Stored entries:
..........

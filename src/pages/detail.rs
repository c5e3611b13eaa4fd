//! Post detail pages

use crate::content::{Dimensions, PostDetail, PostFormatter};
use crate::error::PageError;
use crate::store::{ContentStore, Predicate, QueryOptions};

/// How the banner image gets its size
#[derive(Debug, Clone, Copy, PartialEq, Eq)]
pub enum BannerSize {
    /// The document carries the image dimensions
    Known(Dimensions),
    /// Render with `fallback`, then measure the container on the client
    Measured { fallback: Dimensions },
}

impl BannerSize {
    pub fn dimensions(&self) -> Dimensions {
        match self {
            Self::Known(d) => *d,
            Self::Measured { fallback } => *fallback,
        }
    }

    pub fn needs_measuring(&self) -> bool {
        matches!(self, Self::Measured { .. })
    }
}

/// Uids of every post to pre-render.
///
/// A single page of `page_size` results is read; posts beyond it are only
/// reachable through fallback rendering.
pub async fn static_paths(
    store: &dyn ContentStore,
    doc_type: &str,
    page_size: usize,
) -> Result<Vec<String>, PageError> {
    let options = QueryOptions::new(page_size).fetch([format!("{}.uid", doc_type)]);
    let response = store
        .query(&[Predicate::document_type(doc_type)], &options)
        .await?;

    if response.next_page.is_some() {
        tracing::warn!(
            "Only the first {} of {} posts are pre-rendered",
            response.results.len(),
            response.total_results_size
        );
    }

    let uids = response
        .results
        .into_iter()
        .filter_map(|doc| match doc.uid {
            Some(uid) if !uid.is_empty() => Some(uid),
            _ => {
                tracing::warn!("Skipping {} document {} without uid", doc_type, doc.id);
                None
            }
        })
        .collect();

    Ok(uids)
}

/// A resolved post page
#[derive(Debug, Clone, PartialEq)]
pub struct DetailPage {
    pub post: PostDetail,
    pub banner: BannerSize,
}

impl DetailPage {
    /// Fetch the post whose uid is `slug` and build its page
    pub async fn resolve(
        store: &dyn ContentStore,
        formatter: &PostFormatter,
        doc_type: &str,
        slug: &str,
        fallback_banner: Dimensions,
    ) -> Result<Self, PageError> {
        let doc = store.get_by_uid(doc_type, slug).await?;
        let post = formatter.detail(&doc)?;

        let banner = match post.banner_dimensions {
            Some(d) => BannerSize::Known(d),
            None => BannerSize::Measured {
                fallback: fallback_banner,
            },
        };

        Ok(Self { post, banner })
    }
}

..........

Every line of the records that includes the word "Debug" should be gathered.

RESPONSE TO THIS TASK
#[derive(Debug, Clone, Copy, PartialEq, Eq)]
#[derive(Debug, Clone, PartialEq)]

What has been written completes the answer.